In such a case in the two out of three times the player picked the wrong door, Monty would not offer to switch - the player had already lost and he wouldn’t want to give them a chance to win. In the one out of three times the player picked the right door, Monty would offer the switch and hope to fool some people into unknowingly giving away the prize.

But as Cecil pointed out, in a rigged game like this players would quickly figure out Monty’s pattern and realize that anytime they were offered a chance to switch it was because Monty was trying to screw them, so everyone would refuse to switch. The only way Monty could entice people to switch would be to occasionally bluff and make a offer to switch when they hadn’t picked the prize.

So my questions are (1) What percentage of the time should Monty make a bluff in order to make the decision to switch or not a 50/50 choice? (2) Is there some percentage of bluffing that would lower the amount of winners below the 33% I described above? (3) Is there any benefit to Monty in occasionally making a reverse bluff and not offering to switch when the player had initially picked the right door?

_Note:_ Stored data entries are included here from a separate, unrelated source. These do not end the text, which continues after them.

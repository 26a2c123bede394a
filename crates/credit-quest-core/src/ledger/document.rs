//! The persisted loan ledger: profile, acknowledged installments and extras.
//!
//! Stored as one JSON document `{profile, checkedIds, extraPayments}` that is
//! read and written wholesale. Keys this crate does not know about are kept
//! so that a round trip never strips data written by another client.

use chrono::{NaiveDate, Utc};
use serde::{Deserialize, Serialize};

use crate::amortization::schedule::{run_for_profile, PaymentEvent, ScheduleInput};
use crate::amortization::stats::ProgressInput;
use crate::amortization::validation;
use crate::error::CreditQuestError;
use crate::types::{ExtraPayment, LoanProfile};
use crate::CreditQuestResult;

#[derive(Debug, Clone, Default, PartialEq, Serialize, Deserialize)]
#[serde(rename_all = "camelCase")]
pub struct LedgerDocument {
    #[serde(default, skip_serializing_if = "Option::is_none")]
    pub profile: Option<LoanProfile>,
    #[serde(default, skip_serializing_if = "Vec::is_empty")]
    pub checked_ids: Vec<String>,
    #[serde(default, skip_serializing_if = "Vec::is_empty")]
    pub extra_payments: Vec<ExtraPayment>,
    #[serde(flatten)]
    pub other: serde_json::Map<String, serde_json::Value>,
}

impl LedgerDocument {
    pub fn is_configured(&self) -> bool {
        self.profile.is_some()
    }

    pub fn require_profile(&self) -> CreditQuestResult<&LoanProfile> {
        self.profile.as_ref().ok_or_else(|| CreditQuestError::InvalidInput {
            field: "profile".into(),
            reason: "No loan profile configured; run setup first".into(),
        })
    }

    /// Replace the profile, keeping acknowledged installments and extras.
    pub fn set_profile(&mut self, profile: LoanProfile) -> CreditQuestResult<()> {
        validation::validate_profile(&profile)?;
        self.profile = Some(profile);
        Ok(())
    }

    /// Current schedule for the stored profile and extras.
    pub fn schedule(&self) -> CreditQuestResult<Vec<PaymentEvent>> {
        let profile = self.require_profile()?;
        Ok(run_for_profile(profile, &self.extra_payments))
    }

    pub fn is_checked(&self, id: &str) -> bool {
        self.checked_ids.iter().any(|c| c == id)
    }

    /// Acknowledge an installment. Returns `false` if it already was.
    ///
    /// Only ids of regular installments in the current schedule are accepted.
    pub fn check(&mut self, id: &str) -> CreditQuestResult<bool> {
        let schedule = self.schedule()?;
        let known = schedule.iter().any(|e| e.is_regular() && e.id == id);
        if !known {
            return Err(CreditQuestError::UnknownPaymentId(id.to_string()));
        }
        if self.is_checked(id) {
            return Ok(false);
        }
        self.checked_ids.push(id.to_string());
        Ok(true)
    }

    /// Withdraw an acknowledgment. Returns `false` if the id was not checked.
    pub fn uncheck(&mut self, id: &str) -> bool {
        let before = self.checked_ids.len();
        self.checked_ids.retain(|c| c != id);
        self.checked_ids.len() != before
    }

    /// Flip an installment's acknowledgment. Returns the new state.
    pub fn toggle_checked(&mut self, id: &str) -> CreditQuestResult<bool> {
        if self.uncheck(id) {
            return Ok(false);
        }
        self.check(id)
    }

    /// Record an extra payment. Ids must be unique within the ledger.
    pub fn add_extra_payment(&mut self, extra: ExtraPayment) -> CreditQuestResult<()> {
        validation::validate_extra_payment(&extra)?;
        if self.extra_payments.iter().any(|e| e.id == extra.id) {
            return Err(CreditQuestError::DuplicateId(extra.id));
        }
        self.extra_payments.push(extra);
        Ok(())
    }

    /// Extra payments in date order.
    pub fn sorted_extra_payments(&self) -> Vec<ExtraPayment> {
        let mut extras = self.extra_payments.clone();
        extras.sort_by_key(|e| e.date);
        extras
    }

    /// Forget everything, including fields owned by other clients.
    pub fn reset(&mut self) {
        *self = LedgerDocument::default();
    }

    pub fn schedule_input(&self) -> CreditQuestResult<ScheduleInput> {
        Ok(ScheduleInput {
            profile: self.require_profile()?.clone(),
            extra_payments: self.extra_payments.clone(),
        })
    }

    pub fn progress_input(
        &self,
        as_of: Option<NaiveDate>,
        year: Option<i32>,
    ) -> CreditQuestResult<ProgressInput> {
        Ok(ProgressInput {
            profile: self.require_profile()?.clone(),
            extra_payments: self.extra_payments.clone(),
            checked_ids: self.checked_ids.clone(),
            as_of: Some(as_of.unwrap_or_else(|| Utc::now().date_naive())),
            year,
        })
    }
}

#[cfg(test)]
mod tests {
    use super::*;
    use chrono::TimeZone;
    use pretty_assertions::assert_eq;
    use rust_decimal_macros::dec;

    fn profile() -> LoanProfile {
        LoanProfile {
            principal: dec!(10000),
            interest_rate: dec!(5.0),
            monthly_payment: dec!(200),
            start_date: NaiveDate::from_ymd_opt(2024, 1, 1).unwrap(),
        }
    }

    fn configured() -> LedgerDocument {
        let mut doc = LedgerDocument::default();
        doc.set_profile(profile()).unwrap();
        doc
    }

    fn extra(id: &str, m: u32, amount: rust_decimal::Decimal) -> ExtraPayment {
        ExtraPayment::new(id, Utc.with_ymd_and_hms(2024, m, 1, 0, 0, 0).unwrap(), amount)
    }

    #[test]
    fn test_empty_document_parses() {
        let doc: LedgerDocument = serde_json::from_str("{}").unwrap();
        assert_eq!(doc, LedgerDocument::default());
        assert!(!doc.is_configured());
        assert_eq!(serde_json::to_string(&doc).unwrap(), "{}");
    }

    #[test]
    fn test_frontend_document_round_trip_keeps_unknown_keys() {
        let raw = r#"{
            "profile": {"principal": 10000, "interestRate": 5, "monthlyPayment": 200, "startDate": "2024-01-01"},
            "checkedIds": ["m-2024-0"],
            "extraPayments": [{"id": "extra-1", "date": "2024-03-15T10:00:00.000Z", "amount": 2000}],
            "theme": "dark"
        }"#;
        let doc: LedgerDocument = serde_json::from_str(raw).unwrap();
        assert_eq!(doc.checked_ids, vec!["m-2024-0".to_string()]);
        assert_eq!(doc.extra_payments[0].amount, dec!(2000));
        assert_eq!(doc.other.get("theme"), Some(&serde_json::json!("dark")));

        let back = serde_json::to_value(&doc).unwrap();
        assert_eq!(back["theme"], "dark");
        assert_eq!(back["extraPayments"][0]["date"], "2024-03-15T10:00:00.000Z");
        assert_eq!(back["profile"]["startDate"], "2024-01-01");
    }

    #[test]
    fn test_set_profile_keeps_progress() {
        let mut doc = configured();
        doc.check("m-2024-0").unwrap();
        doc.add_extra_payment(extra("x", 3, dec!(100))).unwrap();

        let mut replacement = profile();
        replacement.monthly_payment = dec!(250);
        doc.set_profile(replacement).unwrap();

        assert_eq!(doc.checked_ids.len(), 1);
        assert_eq!(doc.extra_payments.len(), 1);
        assert_eq!(doc.profile.as_ref().unwrap().monthly_payment, dec!(250));
    }

    #[test]
    fn test_set_profile_rejects_insufficient_payment() {
        let mut doc = LedgerDocument::default();
        let mut bad = profile();
        bad.monthly_payment = dec!(40);
        assert!(matches!(
            doc.set_profile(bad),
            Err(CreditQuestError::InsufficientPayment { .. })
        ));
        assert!(!doc.is_configured());
    }

    #[test]
    fn test_check_and_uncheck() {
        let mut doc = configured();
        assert!(doc.check("m-2024-5").unwrap());
        assert!(!doc.check("m-2024-5").unwrap());
        assert!(doc.is_checked("m-2024-5"));
        assert!(doc.uncheck("m-2024-5"));
        assert!(!doc.uncheck("m-2024-5"));
    }

    #[test]
    fn test_check_rejects_unknown_and_extra_ids() {
        let mut doc = configured();
        doc.add_extra_payment(extra("x", 3, dec!(100))).unwrap();
        assert!(matches!(
            doc.check("m-2099-0"),
            Err(CreditQuestError::UnknownPaymentId(_))
        ));
        assert!(matches!(
            doc.check("x"),
            Err(CreditQuestError::UnknownPaymentId(_))
        ));
    }

    #[test]
    fn test_check_without_profile_fails() {
        let mut doc = LedgerDocument::default();
        assert!(matches!(
            doc.check("m-2024-0"),
            Err(CreditQuestError::InvalidInput { .. })
        ));
    }

    #[test]
    fn test_toggle_checked() {
        let mut doc = configured();
        assert!(doc.toggle_checked("m-2024-1").unwrap());
        assert!(!doc.toggle_checked("m-2024-1").unwrap());
        assert!(doc.checked_ids.is_empty());
    }

    #[test]
    fn test_duplicate_extra_rejected() {
        let mut doc = configured();
        doc.add_extra_payment(extra("x", 3, dec!(100))).unwrap();
        assert!(matches!(
            doc.add_extra_payment(extra("x", 4, dec!(50))),
            Err(CreditQuestError::DuplicateId(_))
        ));
        assert!(doc.add_extra_payment(extra("y", 4, dec!(-5))).is_err());
        assert_eq!(doc.extra_payments.len(), 1);
    }

    #[test]
    fn test_sorted_extra_payments() {
        let mut doc = configured();
        doc.add_extra_payment(extra("late", 9, dec!(10))).unwrap();
        doc.add_extra_payment(extra("early", 2, dec!(10))).unwrap();
        let ids: Vec<String> = doc.sorted_extra_payments().into_iter().map(|e| e.id).collect();
        assert_eq!(ids, vec!["early".to_string(), "late".to_string()]);
    }

    #[test]
    fn test_reset_clears_everything() {
        let mut doc = configured();
        doc.other.insert("theme".into(), serde_json::json!("dark"));
        doc.check("m-2024-0").unwrap();
        doc.reset();
        assert_eq!(doc, LedgerDocument::default());
    }
}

If the probability that Monty opens a door when you’ve picked the prize is [symbol]a[/symbol] and the probability that Monty opens a door when you’ve picked the wrong door is [symbol]b[/symbol], then the probability that you’ve picked the right door given that Monty opens a door is [symbol]a[/symbol]/([symbol]a[/symbol] + 2[symbol]b[/symbol]). If [symbol]a[/symbol] = 2[symbol]b[/symbol], you’ve got even odds.